Werbung

Die Linke kehrt zurück

Ein neues Bündnis dürfte ins polnische Parlament einziehen.

  • Susanne Romanowski
  • Lesedauer: 4 Min.

Zwar wird die nationalkonservative PiS bei der Parlamentswahl in Polen an diesem Sonntag allen Umfragen zufolge wieder gewinnen. Vielleicht erhält sie sogar so viele Stimmen wie noch nie. Zum Erfolg der politischen Rechten gibt es jedoch eine Gegenbewegung: Ein linkes Bündnis wird wieder ins Parlament zurückkehren. Nicht nur linke Publizist*innen vermuten, dass das Bündnis die politischen Machtverhältnisse in den kommenden Jahren deutlich verändern wird.

Der Einzug des neuen Linksbündnisses Lewica (Die Linke) in den Sejm, die größere Kammer des polnischen Parlaments, gilt als sicher. Umfragen sehen Lewica bei 10 bis 15 Prozent. Die Allianz besteht aus der sozialdemokratischen SLD, der linksliberalen Wiosna (Frühling) und der linken Kleinpartei Razem (Gemeinsam).

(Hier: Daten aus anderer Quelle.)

#![allow(missing_docs)]
use std::fs;
use std::process::Command;

use assert_cmd::prelude::*;
use predicates::prelude::*;
use tempfile::tempdir;

#[test]
fn test_encrypt_decrypt_roundtrip() {
    // 1. Setup temporary directories for the test
    let temp_dir = tempdir().expect("Failed to create temp dir");
    let input_path = temp_dir.path().join("notes.txt");
    let key_file = temp_dir.path().join("keys/filekey.key");
    let output_dir = temp_dir.path().join("uploads");

    let input_content = "Meet at the usual place at nine.";
    fs::write(&input_path, input_content).expect("Failed to write input file");

    // 2. Encrypt; the key file is created on first use
    Command::cargo_bin("filesafe-cli")
        .expect("Failed to find filesafe-cli binary")
        .current_dir(temp_dir.path())
        .arg("--key-file")
        .arg(&key_file)
        .arg("encrypt")
        .arg(&input_path)
        .arg("--output-dir")
        .arg(&output_dir)
        .assert()
        .success();

    let artifact = output_dir.join("notes.txt.encrypted");
    assert!(artifact.exists());
    assert!(key_file.exists());
    // The source file is left untouched
    assert_eq!(
        fs::read_to_string(&input_path).expect("Failed to read input"),
        input_content
    );

    // 3. Decrypt the artifact in place
    Command::cargo_bin("filesafe-cli")
        .expect("Failed to find filesafe-cli binary")
        .current_dir(temp_dir.path())
        .arg("--key-file")
        .arg(&key_file)
        .arg("decrypt")
        .arg(&artifact)
        .assert()
        .success();

    let recovered = output_dir.join("notes.txt");
    assert_eq!(
        fs::read_to_string(&recovered).expect("Failed to read recovered file"),
        input_content
    );
    // The artifact was consumed after a successful write
    assert!(!artifact.exists());
}

#[test]
fn test_decrypt_with_wrong_key_fails_and_keeps_the_artifact() {
    let temp_dir = tempdir().expect("Failed to create temp dir");
    let input_path = temp_dir.path().join("secret.txt");
    let output_dir = temp_dir.path().join("uploads");
    fs::write(&input_path, "keep me safe").expect("Failed to write input file");

    Command::cargo_bin("filesafe-cli")
        .expect("Failed to find filesafe-cli binary")
        .current_dir(temp_dir.path())
        .arg("--key-file")
        .arg(temp_dir.path().join("key_one.key"))
        .arg("encrypt")
        .arg(&input_path)
        .arg("--output-dir")
        .arg(&output_dir)
        .assert()
        .success();

    let artifact = output_dir.join("secret.txt.encrypted");
    Command::cargo_bin("filesafe-cli")
        .expect("Failed to find filesafe-cli binary")
        .current_dir(temp_dir.path())
        .arg("--key-file")
        .arg(temp_dir.path().join("key_two.key"))
        .arg("decrypt")
        .arg(&artifact)
        .assert()
        .failure()
        .stderr(predicate::str::contains(
            "Invalid encryption key or corrupted file",
        ));

    assert!(artifact.exists());
    assert!(!output_dir.join("secret.txt").exists());
}

#[test]
fn test_missing_input_path_is_reported() {
    let temp_dir = tempdir().expect("Failed to create temp dir");

    Command::cargo_bin("filesafe-cli")
        .expect("Failed to find filesafe-cli binary")
        .current_dir(temp_dir.path())
        .arg("--key-file")
        .arg(temp_dir.path().join("filekey.key"))
        .arg("encrypt")
        .arg(temp_dir.path().join("no_such_file.txt"))
        .assert()
        .failure()
        .stderr(predicate::str::contains("File does not exist"));
}

#[test]
fn test_send_otp_rejects_invalid_email() {
    let temp_dir = tempdir().expect("Failed to create temp dir");

    Command::cargo_bin("filesafe-cli")
        .expect("Failed to find filesafe-cli binary")
        .current_dir(temp_dir.path())
        .arg("send-otp")
        .arg("not-an-address")
        .assert()
        .failure()
        .stderr(predicate::str::contains("Invalid email format"));
}

#[test]
fn test_send_otp_without_secret_is_a_configuration_error() {
    let temp_dir = tempdir().expect("Failed to create temp dir");

    Command::cargo_bin("filesafe-cli")
        .expect("Failed to find filesafe-cli binary")
        .current_dir(temp_dir.path())
        .env_remove("TOTP_SECRET")
        .arg("send-otp")
        .arg("user@example.com")
        .assert()
        .failure()
        .stderr(predicate::str::contains("OTP configuration error"));
}
// Fixture file → segments.
//
// The consumer side of the emitted format: splits a fixture back into its
// title, input, and expected-output segments on the `......` marker lines.
// The blank padding the template inserts around segments is stripped, so
// `input` carries no trailing newline while `expected` keeps one per line.

use std::fs;
use std::path::Path;

use crate::error::SpecExtractError;

/// An emitted fixture parsed back into its segments.
#[derive(Debug, Clone, PartialEq, Eq)]
pub struct Fixture {
    /// Title block, normally `Example N`, newline-terminated.
    pub title: String,
    /// The example's source input.
    pub input: String,
    /// The example's expected rendered output.
    pub expected: String,
}

/// Read and parse a fixture file written by [`write_fixtures`].
///
/// [`write_fixtures`]: crate::write_fixtures
pub fn read_fixture(path: &Path) -> Result<Fixture, SpecExtractError> {
    let text = fs::read_to_string(path).map_err(|source| SpecExtractError::Read {
        path: path.to_path_buf(),
        source,
    })?;
    parse_fixture(&text).ok_or_else(|| SpecExtractError::MalformedFixture {
        path: path.to_path_buf(),
    })
}

fn parse_fixture(text: &str) -> Option<Fixture> {
    let mut lines = text.lines();
    let mut title = String::new();
    let mut input = String::new();
    let mut expected = String::new();

    loop {
        match lines.next() {
            None => return None,
            Some(line) if line.starts_with("....") => break,
            Some(line) => {
                title.push_str(line);
                title.push('\n');
            }
        }
    }
    loop {
        match lines.next() {
            None => return None,
            Some(line) if line.starts_with("....") => break,
            Some(line) => {
                input.push_str(line);
                input.push('\n');
            }
        }
    }
    for line in lines {
        expected.push_str(line);
        expected.push('\n');
    }

    // Strip the template's blank padding.
    while input.starts_with('\n') {
        input.remove(0);
    }
    while input.ends_with('\n') {
        input.pop();
    }
    while expected.starts_with('\n') {
        expected.remove(0);
    }

    Some(Fixture {
        title,
        input,
        expected,
    })
}

#[cfg(test)]
mod tests {
    use super::*;

    #[test]
    fn parses_the_canonical_layout() {
        let f = parse_fixture("Example 1\n......\n\n*hi*\n\n......\n\n<em>hi</em>\n").unwrap();
        assert_eq!(f.title, "Example 1\n");
        assert_eq!(f.input, "*hi*");
        assert_eq!(f.expected, "<em>hi</em>\n");
    }

    #[test]
    fn keeps_interior_blank_lines() {
        let f = parse_fixture("Example 2\n......\n\nfoo\n\nbar\n\n......\n\n<p>foo</p>\n<p>bar</p>\n")
            .unwrap();
        assert_eq!(f.input, "foo\n\nbar");
        assert_eq!(f.expected, "<p>foo</p>\n<p>bar</p>\n");
    }

    #[test]
    fn empty_segments_parse_as_empty() {
        let f = parse_fixture("Example 3\n......\n\n\n\n......\n\n<p></p>\n").unwrap();
        assert_eq!(f.input, "");
        assert_eq!(f.expected, "<p></p>\n");

        let f = parse_fixture("Example 4\n......\n\nfoo\n\n......\n\n\n").unwrap();
        assert_eq!(f.input, "foo");
        assert_eq!(f.expected, "");
    }

    #[test]
    fn missing_markers_are_malformed() {
        assert!(parse_fixture("Example 1\nno markers here\n").is_none());
        assert!(parse_fixture("Example 1\n......\n\nonly one marker\n").is_none());
    }
}
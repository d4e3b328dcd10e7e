use std::io;
use std::path::PathBuf;

/// Errors that can occur during extraction or fixture emission.
#[derive(Debug, thiserror::Error)]
#[non_exhaustive]
pub enum SpecExtractError {
    #[error("failed to read {}: {source}", path.display())]
    Read { path: PathBuf, source: io::Error },

    #[error("failed to write {}: {source}", path.display())]
    Write { path: PathBuf, source: io::Error },

    /// An example block closed before its `.` separator was seen.
    #[error("example {index}: closing fence at line {line} before the separator")]
    MissingSeparator { index: u32, line: usize },

    /// The document ended inside an example block.
    #[error("example {index}: document ended at line {line} before the closing fence")]
    UnterminatedExample { index: u32, line: usize },

    /// A fixture file did not contain the two expected marker lines.
    #[error("malformed fixture {}: expected two `......` marker lines", path.display())]
    MalformedFixture { path: PathBuf },
}
use std::path::Path;
use std::process;

use tracing_subscriber::EnvFilter;

fn main() {
    tracing_subscriber::fmt()
        .with_env_filter(
            EnvFilter::try_from_default_env().unwrap_or_else(|_| EnvFilter::new("info")),
        )
        .with_target(false)
        .init();

    let root = Path::new(env!("CARGO_MANIFEST_DIR"));
    let spec = root.join("tests").join("spec.txt");
    let fixtures = root.join("tests").join("fixtures");

    if let Err(err) = spec2fixtures::run(&spec, &fixtures) {
        eprintln!("error: {err}");
        process::exit(1);
    }
}
//! Outcome wrappers for submissions and admin changes.

use std::fmt;

use crate::{
    models::{Collection, FormKind},
    params::RecordId,
    wizard::SubmitOutcome,
};

/// Confirmation shown after a successful submission.
///
/// # Examples
///
/// ```rust
/// use sugria_core::{display::SubmitResult, models::FormKind, wizard::SubmitOutcome};
///
/// let result = SubmitResult(SubmitOutcome {
///     kind: FormKind::Program,
///     reference: Some("APP-0042".into()),
///     message: None,
/// });
/// assert!(result.to_string().contains("APP-0042"));
/// ```
pub struct SubmitResult(pub SubmitOutcome);

impl fmt::Display for SubmitResult {
    fn fmt(&self, f: &mut fmt::Formatter<'_>) -> fmt::Result {
        let headline = match self.0.kind {
            FormKind::Join => "Welcome to the movement! Your membership registration was received.",
            FormKind::Program => "Your program application was submitted successfully.",
            FormKind::Update => "Your membership details were updated.",
        };
        writeln!(f, "# Submitted")?;
        writeln!(f)?;
        writeln!(f, "{headline}")?;
        if let Some(reference) = &self.0.reference {
            writeln!(f)?;
            writeln!(f, "- **Reference**: {reference}")?;
        }
        if let Some(message) = &self.0.message {
            writeln!(f)?;
            writeln!(f, "> {message}")?;
        }
        Ok(())
    }
}

/// Confirmation shown after deleting an admin record.
pub struct DeleteResult(pub RecordId);

impl fmt::Display for DeleteResult {
    fn fmt(&self, f: &mut fmt::Formatter<'_>) -> fmt::Result {
        let noun = match self.0.collection {
            Collection::Members => "member",
            Collection::Applications => "application",
        };
        writeln!(f, "Deleted {noun} {}", self.0.id)
    }
}
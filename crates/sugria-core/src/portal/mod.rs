//! High-level portal API joining the wizard, the local store and the API
//! clients.
//!
//! The [`Portal`] is the only thing an interface talks to. Every form
//! operation loads the draft for its form kind, applies one wizard
//! transition and stores the draft again; admin operations restore the
//! session from the store and pass it to the admin client.
//!
//! ```text
//! ┌─────────────────┐    ┌─────────────────┐    ┌─────────────────┐
//! │   form_ops      │    │     Wizard      │    │  Database       │
//! │   admin_ops     │───▶│   ApiClient     │───▶│  REST API       │
//! │                 │    │                 │    │                 │
//! └─────────────────┘    └─────────────────┘    └─────────────────┘
//!     Portal facade        Domain logic          Persistence / remote
//! ```
//!
//! SQLite work runs on `spawn_blocking` with a fresh connection per call, so
//! a `Portal` holds only paths and configuration.
//!
//! # Examples
//!
//! ```rust,no_run
//! use sugria_core::{models::FormKind, params::StartForm, PortalBuilder};
//!
//! # async fn example() -> Result<(), Box<dyn std::error::Error>> {
//! let portal = PortalBuilder::new()
//!     .with_database_path(Some("/tmp/sugria.db"))
//!     .with_api_url(Some("https://api.example.org"))
//!     .build()
//!     .await?;
//!
//! let view = portal
//!     .start_form(&StartForm { kind: FormKind::Join, token: None, restart: false })
//!     .await?;
//! assert_eq!(view.index, 0);
//! # Ok(())
//! # }
//! ```

use std::path::{Path, PathBuf};

use tokio::task;

use crate::{
    client::ApiClient,
    config::ApiConfig,
    db::Database,
    error::Result,
};

pub mod admin_ops;
pub mod builder;
pub mod form_ops;


pub use builder::PortalBuilder;

/// Main portal interface.
pub struct Portal {
    pub(crate) db_path: PathBuf,
    pub(crate) api_url: Option<String>,
}

impl Portal {
    pub(crate) fn new(db_path: PathBuf, api_url: Option<String>) -> Self {
        Self { db_path, api_url }
    }

    pub fn database_path(&self) -> &Path {
        &self.db_path
    }

    /// API client for the configured base URL, falling back to
    /// `SUGRIA_API_URL`.
    ///
    /// # Errors
    ///
    /// Returns `PortalError::Configuration` if no valid URL is configured.
    pub fn client(&self) -> Result<ApiClient> {
        let config = match &self.api_url {
            Some(url) => ApiConfig::parse(url)?,
            None => ApiConfig::from_env()?,
        };
        Ok(ApiClient::new(config))
    }

    /// Run `op` against a fresh database connection off the async runtime.
    pub(crate) async fn with_db<T, F>(&self, op: F) -> Result<T>
    where
        T: Send + 'static,
        F: FnOnce(&mut Database) -> Result<T> + Send + 'static,
    {
        let db_path = self.db_path.clone();
        task::spawn_blocking(move || {
            let mut db = Database::new(&db_path)?;
            op(&mut db)
        })
        .await?
    }
}
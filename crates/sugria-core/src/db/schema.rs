//! Database schema initialization.

use crate::error::{DatabaseResultExt, Result};

impl super::Database {
    /// Initializes the database schema using the embedded SQL file.
    pub(super) fn initialize_schema(&self) -> Result<()> {
        let schema_sql = include_str!("../../assets/schema.sql");
        self.connection
            .execute_batch(schema_sql)
            .db_context("Failed to initialize database schema")
    }
}
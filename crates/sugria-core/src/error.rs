//! Error types for the portal library.

use std::path::PathBuf;

use thiserror::Error;

use crate::client::SubmitError;
use crate::models::FormKind;
use crate::validation::ValidationResult;

/// Comprehensive error type for all portal operations.
#[derive(Error, Debug)]
pub enum PortalError {
    /// Database connection or query errors
    #[error("Database error: {message}")]
    Database {
        message: String,
        #[source]
        source: rusqlite::Error,
    },
    /// No draft has been started for the given form
    #[error("No {kind} form in progress. Start one first.")]
    DraftNotFound { kind: FormKind },
    /// File system operation errors
    #[error("File system error at path '{path}': {source}")]
    FileSystem {
        path: PathBuf,
        source: std::io::Error,
    },
    /// XDG base directory errors
    #[error("XDG directory error: {0}")]
    XdgDirectory(String),
    /// Invalid input validation errors
    #[error("Invalid input for field '{field}': {reason}")]
    InvalidInput { field: String, reason: String },
    /// The current step has fields that failed validation
    #[error("{}", format_step_errors(errors))]
    Validation { errors: ValidationResult },
    /// Whole-record validation failed before submission
    #[error("{message}")]
    Incomplete { message: String },
    /// The server or transport rejected the submission
    #[error(transparent)]
    Submission(#[from] SubmitError),
    /// Update link could not be validated
    #[error("Invalid or expired link")]
    InvalidLink,
    /// Step navigation that the wizard does not allow
    #[error("{0}")]
    Navigation(String),
    /// A submission is in flight; edits and navigation are locked
    #[error("A submission is in progress. Please wait for it to finish.")]
    SubmissionInProgress,
    /// Admin operation attempted without a session
    #[error("Not signed in. Run `admin login` first.")]
    NotAuthenticated,
    /// Admin API failures
    #[error("{message}")]
    Admin { message: String },
    /// Serialization/deserialization errors
    #[error("Serialization error: {source}")]
    Serialization {
        #[from]
        source: serde_json::Error,
    },
    /// Configuration errors
    #[error("Configuration error: {message}")]
    Configuration { message: String },
    /// A blocking storage task panicked or was cancelled
    #[error("Background task failed: {source}")]
    Task {
        #[from]
        source: tokio::task::JoinError,
    },
}

fn format_step_errors(errors: &ValidationResult) -> String {
    let mut out = String::from("Please correct the highlighted fields:");
    for (field, message) in errors.iter() {
        out.push_str(&format!("\n{field}: {message}"));
    }
    out
}

/// Builder for creating database errors with optional context.
pub struct DatabaseErrorBuilder {
    message: String,
}

impl DatabaseErrorBuilder {
    /// Create a new database error builder with a message.
    pub fn new(message: impl Into<String>) -> Self {
        Self {
            message: message.into(),
        }
    }

    /// Build the error with the given source.
    pub fn with_source(self, source: rusqlite::Error) -> PortalError {
        PortalError::Database {
            message: self.message,
            source,
        }
    }
}

/// Builder for creating input validation errors.
pub struct InvalidInputBuilder {
    field: String,
}

impl InvalidInputBuilder {
    /// Create a new invalid input error builder for a field.
    pub fn new(field: impl Into<String>) -> Self {
        Self {
            field: field.into(),
        }
    }

    /// Build the error with the given reason.
    pub fn with_reason(self, reason: impl Into<String>) -> PortalError {
        PortalError::InvalidInput {
            field: self.field,
            reason: reason.into(),
        }
    }
}

impl PortalError {
    /// Creates a builder for database errors.
    pub fn database(message: impl Into<String>) -> DatabaseErrorBuilder {
        DatabaseErrorBuilder::new(message)
    }

    /// Creates a builder for input validation errors.
    pub fn invalid_input(field: impl Into<String>) -> InvalidInputBuilder {
        InvalidInputBuilder::new(field)
    }

    /// Creates a configuration error from a message.
    pub fn configuration(message: impl Into<String>) -> Self {
        Self::Configuration {
            message: message.into(),
        }
    }

    /// Whether the error is recoverable by correcting input and retrying.
    ///
    /// Configuration and storage failures are fatal for the affected view;
    /// everything else leaves the entered data intact for another attempt.
    pub fn is_recoverable(&self) -> bool {
        !matches!(
            self,
            PortalError::Configuration { .. }
                | PortalError::Database { .. }
                | PortalError::XdgDirectory(_)
                | PortalError::Task { .. }
        )
    }
}

/// Specialized extension trait for database-related Results.
pub trait DatabaseResultExt<T> {
    /// Map database errors with a message.
    fn db_context(self, message: &str) -> Result<T>;
}

impl<T> DatabaseResultExt<T> for std::result::Result<T, rusqlite::Error> {
    fn db_context(self, message: &str) -> Result<T> {
        self.map_err(|e| PortalError::database(message).with_source(e))
    }
}

/// Result type alias for portal operations
pub type Result<T> = std::result::Result<T, PortalError>;

#[cfg(test)]
mod tests {
    use super::*;

    #[test]
    fn test_validation_error_lists_fields() {
        let mut errors = ValidationResult::default();
        errors.insert("email", "Please enter a valid email address");
        errors.insert("phoneNumber", "Please enter a valid Nigerian phone number");

        let message = PortalError::Validation { errors }.to_string();
        assert!(message.starts_with("Please correct the highlighted fields:"));
        assert!(message.contains("email: Please enter a valid email address"));
        assert!(message.contains("phoneNumber: Please enter a valid Nigerian phone number"));
    }

    #[test]
    fn test_invalid_input_builder() {
        let err = PortalError::invalid_input("farm.size").with_reason("not a number");
        assert_eq!(
            err.to_string(),
            "Invalid input for field 'farm.size': not a number"
        );
    }

    #[test]
    fn test_configuration_is_fatal() {
        assert!(!PortalError::configuration("SUGRIA_API_URL is not set").is_recoverable());
        assert!(PortalError::InvalidLink.is_recoverable());
        assert!(PortalError::SubmissionInProgress.is_recoverable());
    }

    #[tokio::test]
    async fn test_panicked_task_is_not_a_configuration_error() {
        let join_error = tokio::task::spawn_blocking(|| -> u8 { panic!("storage task died") })
            .await
            .expect_err("Task should have panicked");

        let err = PortalError::from(join_error);
        assert!(matches!(err, PortalError::Task { .. }));
        assert!(err.to_string().starts_with("Background task failed"));
        assert!(!err.is_recoverable());
    }
}
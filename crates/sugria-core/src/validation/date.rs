//! Date-of-birth validation.

use jiff::{civil::Date, Unit, Zoned};

/// Fails if `value` is not a `YYYY-MM-DD` date or the person is younger than
/// `min_age` whole years today.
pub fn validate_date_of_birth(value: &str, min_age: i16) -> Option<String> {
    validate_date_of_birth_on(value, min_age, Zoned::now().date())
}

/// Same as [`validate_date_of_birth`] with an explicit "today".
///
/// # Examples
///
/// ```rust
/// use jiff::civil::date;
/// use sugria_core::validation::validate_date_of_birth_on;
///
/// let today = date(2025, 6, 1);
/// assert!(validate_date_of_birth_on("2007-06-01", 18, today).is_none());
/// assert!(validate_date_of_birth_on("2007-06-02", 18, today).is_some());
/// ```
pub fn validate_date_of_birth_on(value: &str, min_age: i16, today: Date) -> Option<String> {
    let Ok(born) = value.trim().parse::<Date>() else {
        return Some("Please enter a valid date of birth".to_string());
    };

    match born.until((Unit::Year, today)) {
        Ok(span) if span.get_years() >= min_age => None,
        Ok(_) => Some(format!("You must be at least {min_age} years old")),
        Err(_) => Some("Please enter a valid date of birth".to_string()),
    }
}

#[cfg(test)]
mod tests {
    use jiff::civil::date;

    use super::*;

    #[test]
    fn test_birthday_boundary() {
        let today = date(2026, 3, 15);
        assert!(validate_date_of_birth_on("2008-03-15", 18, today).is_none());
        assert_eq!(
            validate_date_of_birth_on("2008-03-16", 18, today).as_deref(),
            Some("You must be at least 18 years old")
        );
    }

    #[test]
    fn test_future_date_rejected() {
        let today = date(2026, 3, 15);
        assert!(validate_date_of_birth_on("2030-01-01", 18, today).is_some());
    }

    #[test]
    fn test_unparsable_date() {
        let today = date(2026, 3, 15);
        assert_eq!(
            validate_date_of_birth_on("15/03/1990", 18, today).as_deref(),
            Some("Please enter a valid date of birth")
        );
        assert!(validate_date_of_birth_on("", 18, today).is_some());
    }

    #[test]
    fn test_zero_minimum_accepts_any_past_date() {
        let today = date(2026, 3, 15);
        assert!(validate_date_of_birth_on("2026-03-15", 0, today).is_none());
    }
}
//! Client-side search, filtering and pagination of admin listings.

use std::fmt;

use crate::models::{Application, ApplicationStatus, Member};

/// Rows shown per listing page.
pub const PAGE_SIZE: usize = 10;

/// Pages shown on each side of the current page.
const PAGE_WINDOW: usize = 2;

/// Case-insensitive free-text matching for listing rows.
pub trait Searchable {
    /// Whether the row matches an already lowercased, non-empty needle.
    fn matches(&self, needle: &str) -> bool;
}

impl Searchable for Member {
    fn matches(&self, needle: &str) -> bool {
        self.full_name().to_lowercase().contains(needle)
            || self.email.to_lowercase().contains(needle)
    }
}

impl Searchable for Application {
    fn matches(&self, needle: &str) -> bool {
        self.personal.full_name.to_lowercase().contains(needle)
            || self.personal.email.to_lowercase().contains(needle)
            || self.application_id.to_lowercase().contains(needle)
    }
}

/// Rows matching `query`; a blank query keeps every row.
pub fn search<T: Searchable>(items: Vec<T>, query: &str) -> Vec<T> {
    let needle = query.trim().to_lowercase();
    if needle.is_empty() {
        return items;
    }
    items.into_iter().filter(|item| item.matches(&needle)).collect()
}

/// Applications with the given status; `None` keeps every row.
pub fn with_status(items: Vec<Application>, status: Option<ApplicationStatus>) -> Vec<Application> {
    match status {
        Some(status) => items.into_iter().filter(|a| a.status == status).collect(),
        None => items,
    }
}

/// One page of a filtered listing.
#[derive(Debug, Clone, PartialEq)]
pub struct Paged<T> {
    pub items: Vec<T>,
    /// One-based current page
    pub page: usize,
    pub pages: usize,
    /// Rows across all pages
    pub total: usize,
}

impl<T> Paged<T> {
    pub fn has_previous(&self) -> bool {
        self.page > 1
    }

    pub fn has_next(&self) -> bool {
        self.page < self.pages
    }

    /// Markers for the pagination bar.
    pub fn markers(&self) -> Vec<PageMarker> {
        page_numbers(self.page, self.pages)
    }
}

/// Slice out page `page` (one-based, clamped into range).
///
/// # Examples
///
/// ```rust
/// use sugria_core::listing::paginate;
///
/// let paged = paginate((1..=25).collect::<Vec<_>>(), 3, 10);
/// assert_eq!(paged.items, vec![21, 22, 23, 24, 25]);
/// assert_eq!(paged.pages, 3);
/// ```
pub fn paginate<T>(items: Vec<T>, page: usize, per_page: usize) -> Paged<T> {
    let per_page = per_page.max(1);
    let total = items.len();
    let pages = total.div_ceil(per_page);
    let page = page.clamp(1, pages.max(1));
    let items = items
        .into_iter()
        .skip((page - 1) * per_page)
        .take(per_page)
        .collect();
    Paged {
        items,
        page,
        pages,
        total,
    }
}

/// An entry of the pagination bar.
#[derive(Debug, Clone, Copy, PartialEq, Eq)]
pub enum PageMarker {
    Page(usize),
    Ellipsis,
}

impl fmt::Display for PageMarker {
    fn fmt(&self, f: &mut fmt::Formatter<'_>) -> fmt::Result {
        match self {
            PageMarker::Page(n) => write!(f, "{n}"),
            PageMarker::Ellipsis => write!(f, "…"),
        }
    }
}

/// Pagination bar: first page, last page and the pages within two of
/// `current`. A gap of a single page shows that page; longer gaps collapse
/// into an ellipsis.
pub fn page_numbers(current: usize, total: usize) -> Vec<PageMarker> {
    if total == 0 {
        return Vec::new();
    }

    let mut range = vec![1];
    let low = current.saturating_sub(PAGE_WINDOW).max(2);
    let high = (current + PAGE_WINDOW).min(total.saturating_sub(1));
    range.extend(low..=high);
    if total > 1 {
        range.push(total);
    }

    let mut markers = Vec::with_capacity(range.len() + 2);
    let mut last: Option<usize> = None;
    for page in range {
        if let Some(prev) = last {
            match page - prev {
                2 => markers.push(PageMarker::Page(prev + 1)),
                1 => {}
                _ => markers.push(PageMarker::Ellipsis),
            }
        }
        markers.push(PageMarker::Page(page));
        last = Some(page);
    }
    markers
}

Das Bündnis startet nicht im Rahmen einer Koalition, vielmehr stehen auf der SLD-Liste auch Personen der beiden anderen Parteien. So braucht die Allianz insgesamt statt acht nur fünf Prozent der Stimmen - ein wichtiger Unterschied zu 2015. Damals misslang der Koalition »Vereinigte Linke« der Einzug ins Parlament. Aktuell ist deshalb keine Partei links der Mitte im Sejm vertreten.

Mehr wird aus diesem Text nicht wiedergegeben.